[Saved entries]

#[cfg(test)]
mod tests {
    use super::*;
    use crate::domain::cusip::CusipShape;
    use crate::domain::model::{FilingReference, FilingType};

    fn date(y: i32, m: u32, d: u32) -> NaiveDate {
        NaiveDate::from_ymd_opt(y, m, d).unwrap()
    }

    fn pair(cik: u64, cusip: &str, filed: NaiveDate, accession: &str) -> RawPair {
        let reference = FilingReference::new(
            Cik::new(cik),
            FilingType::Schedule13G,
            filed,
            format!("edgar/data/{}/{}.txt", cik, accession),
        );
        RawPair::new(
            Cik::new(cik),
            Cusip::parse(cusip, &CusipShape::default()).unwrap(),
            filed,
            reference,
        )
    }

    #[test]
    fn test_single_cusip() {
        let pairs = vec![
            pair(7, "38259P508", date(2010, 1, 4), "a"),
            pair(7, "38259P508", date(2012, 3, 1), "b"),
        ];
        let mappings = Resolver::default().resolve(&pairs).unwrap();
        let mapping = &mappings[&Cik::new(7)];
        assert_eq!(mapping.primary_cusip.as_str(), "38259P508");
        assert_eq!(mapping.primary_observed.first_seen, date(2010, 1, 4));
        assert_eq!(mapping.primary_observed.last_seen, date(2012, 3, 1));
        assert!(mapping.historical_cusips.is_empty());
        assert_eq!(mapping.confidence.corroborating, 2);
        assert_eq!(mapping.confidence.conflicting, 0);
    }

    #[test]
    fn test_duplicate_observations_count_once() {
        let p = pair(7, "38259P508", date(2010, 1, 4), "a");
        let mappings = Resolver::default()
            .resolve(&[p.clone(), p.clone(), p])
            .unwrap();
        assert_eq!(mappings[&Cik::new(7)].confidence.total_observations, 1);
    }

    #[test]
    fn test_same_date_conflict_reduces_confidence() {
        let pairs = vec![
            pair(9, "38259P508", date(2015, 5, 5), "a"),
            pair(9, "38259P706", date(2015, 5, 5), "b"),
        ];
        let mapping = &Resolver::default().resolve(&pairs).unwrap()[&Cik::new(9)];
        // Equal recency and count fall back to CUSIP order.
        assert_eq!(mapping.primary_cusip.as_str(), "38259P508");
        assert_eq!(mapping.historical_cusips.len(), 1);
        assert!(mapping.historical_cusips[0].conflicting);
        assert_eq!(mapping.confidence.conflicting, 1);
    }

    #[test]
    fn test_singleton_without_strong_challenger_wins() {
        let pairs = vec![
            pair(3, "38259P508", date(2001, 1, 1), "a"),
            pair(3, "38259P508", date(2002, 1, 1), "b"),
            pair(3, "38259P706", date(2020, 1, 1), "c"),
        ];
        let mapping = &Resolver::default().resolve(&pairs).unwrap()[&Cik::new(3)];
        assert_eq!(mapping.primary_cusip.as_str(), "38259P706");
        assert!(!mapping.historical_cusips[0].conflicting);
    }

    #[test]
    fn test_challenger_gap_limit() {
        let mut pairs: Vec<RawPair> = (0..10)
            .map(|i| pair(4, "38259P508", date(2000 + i, 1, 1), &format!("a{}", i)))
            .collect();
        pairs.push(pair(4, "38259P706", date(2020, 1, 1), "b"));

        let lenient = Resolver::default().resolve(&pairs).unwrap();
        assert_eq!(lenient[&Cik::new(4)].primary_cusip.as_str(), "38259P508");

        let strict = Resolver::new(ResolutionPolicy {
            max_challenger_gap_days: Some(365),
            ..ResolutionPolicy::default()
        })
        .resolve(&pairs)
        .unwrap();
        assert_eq!(strict[&Cik::new(4)].primary_cusip.as_str(), "38259P706");
    }

    #[test]
    fn test_unset_cik_halts_resolution() {
        let pairs = vec![pair(0, "38259P508", date(2010, 1, 4), "a")];
        let err = Resolver::default().resolve(&pairs).unwrap_err();
        assert!(matches!(err, MappingError::ContractViolation { .. }));
    }

    #[test]
    fn test_history_is_chronological() {
        let pairs = vec![
            pair(5, "38259P300", date(2008, 1, 1), "c"),
            pair(5, "38259P100", date(1999, 1, 1), "a"),
            pair(5, "38259P200", date(2003, 1, 1), "b"),
            pair(5, "38259P400", date(2014, 1, 1), "d"),
        ];
        let mapping = &Resolver::default().resolve(&pairs).unwrap()[&Cik::new(5)];
        assert_eq!(mapping.primary_cusip.as_str(), "38259P400");
        let history: Vec<&str> = mapping
            .historical_cusips
            .iter()
            .map(|h| h.cusip.as_str())
            .collect();
        assert_eq!(history, vec!["38259P100", "38259P200", "38259P300"]);
        for window in mapping.historical_cusips.windows(2) {
            assert!(!window[0].observed.overlaps(&window[1].observed));
        }
    }

    #[test]
    fn test_index_finds_superseded_cusip() {
        let pairs = vec![
            pair(1, "AAA111111", date(2001, 1, 1), "a"),
            pair(1, "BBB222222", date(2010, 1, 1), "b"),
            pair(2, "AAA111999", date(2011, 1, 1), "c"),
        ];
        let mappings = Resolver::default().resolve(&pairs).unwrap();
        let index = MappingIndex::build(&mappings);
        let old = Cusip::parse("AAA111111", &CusipShape::default()).unwrap();
        assert_eq!(index.lookup_cusip(&old), vec![Cik::new(1)]);
        assert_eq!(index.lookup_issuer("aaa111"), vec![Cik::new(1), Cik::new(2)]);
        assert!(index.lookup_issuer("ZZZ999").is_empty());
    }

    #[test]
    fn test_issuer_code_folds_into_full_cusip() {
        let mut pairs: Vec<RawPair> = (2005..=2015)
            .map(|y| pair(6, "38259P508", date(y, 2, 14), &format!("full{}", y)))
            .collect();
        pairs.push(pair(6, "38259P", date(2016, 2, 14), "short2016"));
        pairs.push(pair(6, "38259P50", date(2017, 2, 14), "short2017"));

        let mapping = &Resolver::default().resolve(&pairs).unwrap()[&Cik::new(6)];
        assert_eq!(mapping.primary_cusip.as_str(), "38259P508");
        assert_eq!(mapping.primary_observed.first_seen, date(2005, 2, 14));
        assert_eq!(mapping.primary_observed.last_seen, date(2017, 2, 14));
        assert!(mapping.historical_cusips.is_empty());
        assert_eq!(mapping.confidence.corroborating, 13);
    }

    #[test]
    fn test_issuer_code_shared_by_two_classes_stays_separate() {
        let pairs = vec![
            pair(8, "38259P508", date(2010, 1, 1), "a"),
            pair(8, "38259P706", date(2011, 1, 1), "b"),
            pair(8, "38259P", date(2012, 1, 1), "c"),
            pair(9, "38259P", date(2012, 1, 1), "d"),
        ];
        let mappings = Resolver::default().resolve(&pairs).unwrap();
        assert_eq!(mappings[&Cik::new(8)].historical_cusips.len(), 2);
        assert_eq!(mappings[&Cik::new(8)].primary_cusip.as_str(), "38259P");
        // Another CIK's full CUSIP never absorbs a short form.
        assert_eq!(mappings[&Cik::new(9)].primary_cusip.as_str(), "38259P");
    }

    #[test]
    fn test_folding_is_order_independent() {
        let mut pairs = vec![
            pair(6, "38259P", date(2016, 1, 1), "a"),
            pair(6, "38259P508", date(2015, 1, 1), "b"),
            pair(6, "38259P508", date(2014, 1, 1), "c"),
        ];
        let forward = Resolver::default().resolve(&pairs).unwrap();
        pairs.reverse();
        assert_eq!(forward, Resolver::default().resolve(&pairs).unwrap());
        assert_eq!(forward[&Cik::new(6)].primary_cusip.as_str(), "38259P508");
    }
}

● Problem to work on
Please transcribe the entries above exactly as written.

● Task answer
#[cfg(test)]
mod tests {
    use super::*;
    use crate::domain::cusip::CusipShape;
    use crate::domain::model::{FilingReference, FilingType};

    fn date(y: i32, m: u32, d: u32) -> NaiveDate {
        NaiveDate::from_ymd_opt(y, m, d).unwrap()
    }

    fn pair(cik: u64, cusip: &str, filed: NaiveDate, accession: &str) -> RawPair {
        let reference = FilingReference::new(
            Cik::new(cik),
            FilingType::Schedule13G,
            filed,
            format!("edgar/data/{}/{}.txt", cik, accession),
        );
        RawPair::new(
            Cik::new(cik),
            Cusip::parse(cusip, &CusipShape::default()).unwrap(),
            filed,
            reference,
        )
    }

    #[test]
    fn test_single_cusip() {
        let pairs = vec![
            pair(7, "38259P508", date(2010, 1, 4), "a"),
            pair(7, "38259P508", date(2012, 3, 1), "b"),
        ];
        let mappings = Resolver::default().resolve(&pairs).unwrap();
        let mapping = &mappings[&Cik::new(7)];
        assert_eq!(mapping.primary_cusip.as_str(), "38259P508");
        assert_eq!(mapping.primary_observed.first_seen, date(2010, 1, 4));
        assert_eq!(mapping.primary_observed.last_seen, date(2012, 3, 1));
        assert!(mapping.historical_cusips.is_empty());
        assert_eq!(mapping.confidence.corroborating, 2);
        assert_eq!(mapping.confidence.conflicting, 0);
    }

    #[test]
    fn test_duplicate_observations_count_once() {
        let p = pair(7, "38259P508", date(2010, 1, 4), "a");
        let mappings = Resolver::default()
            .resolve(&[p.clone(), p.clone(), p])
            .unwrap();
        assert_eq!(mappings[&Cik::new(7)].confidence.total_observations, 1);
    }

    #[test]
    fn test_same_date_conflict_reduces_confidence() {
        let pairs = vec![
            pair(9, "38259P508", date(2015, 5, 5), "a"),
            pair(9, "38259P706", date(2015, 5, 5), "b"),
        ];
        let mapping = &Resolver::default().resolve(&pairs).unwrap()[&Cik::new(9)];
        // Equal recency and count fall back to CUSIP order.
        assert_eq!(mapping.primary_cusip.as_str(), "38259P508");
        assert_eq!(mapping.historical_cusips.len(), 1);
        assert!(mapping.historical_cusips[0].conflicting);
        assert_eq!(mapping.confidence.conflicting, 1);
    }

    #[test]
    fn test_singleton_without_strong_challenger_wins() {
        let pairs = vec![
            pair(3, "38259P508", date(2001, 1, 1), "a"),
            pair(3, "38259P508", date(2002, 1, 1), "b"),
            pair(3, "38259P706", date(2020, 1, 1), "c"),
        ];
        let mapping = &Resolver::default().resolve(&pairs).unwrap()[&Cik::new(3)];
        assert_eq!(mapping.primary_cusip.as_str(), "38259P706");
        assert!(!mapping.historical_cusips[0].conflicting);
    }

    #[test]
    fn test_challenger_gap_limit() {
        let mut pairs: Vec<RawPair> = (0..10)
            .map(|i| pair(4, "38259P508", date(2000 + i, 1, 1), &format!("a{}", i)))
            .collect();
        pairs.push(pair(4, "38259P706", date(2020, 1, 1), "b"));

        let lenient = Resolver::default().resolve(&pairs).unwrap();
        assert_eq!(lenient[&Cik::new(4)].primary_cusip.as_str(), "38259P508");

        let strict = Resolver::new(ResolutionPolicy {
            max_challenger_gap_days: Some(365),
            ..ResolutionPolicy::default()
        })
        .resolve(&pairs)
        .unwrap();
        assert_eq!(strict[&Cik::new(4)].primary_cusip.as_str(), "38259P706");
    }

    #[test]
    fn test_unset_cik_halts_resolution() {
        let pairs = vec![pair(0, "38259P508", date(2010, 1, 4), "a")];
        let err = Resolver::default().resolve(&pairs).unwrap_err();
        assert!(matches!(err, MappingError::ContractViolation { .. }));
    }

    #[test]
    fn test_history_is_chronological() {
        let pairs = vec![
            pair(5, "38259P300", date(2008, 1, 1), "c"),
            pair(5, "38259P100", date(1999, 1, 1), "a"),
            pair(5, "38259P200", date(2003, 1, 1), "b"),
            pair(5, "38259P400", date(2014, 1, 1), "d"),
        ];
        let mapping = &Resolver::default().resolve(&pairs).unwrap()[&Cik::new(5)];
        assert_eq!(mapping.primary_cusip.as_str(), "38259P400");
        let history: Vec<&str> = mapping
            .historical_cusips
            .iter()
            .map(|h| h.cusip.as_str())
            .collect();
        assert_eq!(history, vec!["38259P100", "38259P200", "38259P300"]);
        for window in mapping.historical_cusips.windows(2) {
            assert!(!window[0].observed.overlaps(&window[1].observed));
        }
    }

    #[test]
    fn test_index_finds_superseded_cusip() {
        let pairs = vec![
            pair(1, "AAA111111", date(2001, 1, 1), "a"),
            pair(1, "BBB222222", date(2010, 1, 1), "b"),
            pair(2, "AAA111999", date(2011, 1, 1), "c"),
        ];
        let mappings = Resolver::default().resolve(&pairs).unwrap();
        let index = MappingIndex::build(&mappings);
        let old = Cusip::parse("AAA111111", &CusipShape::default()).unwrap();
        assert_eq!(index.lookup_cusip(&old), vec![Cik::new(1)]);
        assert_eq!(index.lookup_issuer("aaa111"), vec![Cik::new(1), Cik::new(2)]);
        assert!(index.lookup_issuer("ZZZ999").is_empty());
    }

    #[test]
    fn test_issuer_code_folds_into_full_cusip() {
        let mut pairs: Vec<RawPair> = (2005..=2015)
            .map(|y| pair(6, "38259P508", date(y, 2, 14), &format!("full{}", y)))
            .collect();
        pairs.push(pair(6, "38259P", date(2016, 2, 14), "short2016"));
        pairs.push(pair(6, "38259P50", date(2017, 2, 14), "short2017"));

        let mapping = &Resolver::default().resolve(&pairs).unwrap()[&Cik::new(6)];
        assert_eq!(mapping.primary_cusip.as_str(), "38259P508");
        assert_eq!(mapping.primary_observed.first_seen, date(2005, 2, 14));
        assert_eq!(mapping.primary_observed.last_seen, date(2017, 2, 14));
        assert!(mapping.historical_cusips.is_empty());
        assert_eq!(mapping.confidence.corroborating, 13);
    }

    #[test]
    fn test_issuer_code_shared_by_two_classes_stays_separate() {
        let pairs = vec![
            pair(8, "38259P508", date(2010, 1, 1), "a"),
            pair(8, "38259P706", date(2011, 1, 1), "b"),
            pair(8, "38259P", date(2012, 1, 1), "c"),
            pair(9, "38259P", date(2012, 1, 1), "d"),
        ];
        let mappings = Resolver::default().resolve(&pairs).unwrap();
        assert_eq!(mappings[&Cik::new(8)].historical_cusips.len(), 2);
        assert_eq!(mappings[&Cik::new(8)].primary_cusip.as_str(), "38259P");
        // Another CIK's full CUSIP never absorbs a short form.
        assert_eq!(mappings[&Cik::new(9)].primary_cusip.as_str(), "38259P");
    }

    #[test]
    fn test_folding_is_order_independent() {
        let mut pairs = vec![
            pair(6, "38259P", date(2016, 1, 1), "a"),
            pair(6, "38259P508", date(2015, 1, 1), "b"),
            pair(6, "38259P508", date(2014, 1, 1), "c"),
        ];
        let forward = Resolver::default().resolve(&pairs).unwrap();
        pairs.reverse();
        assert_eq!(forward, Resolver::default().resolve(&pairs).unwrap());
        assert_eq!(forward[&Cik::new(6)].primary_cusip.as_str(), "38259P508");
    }
}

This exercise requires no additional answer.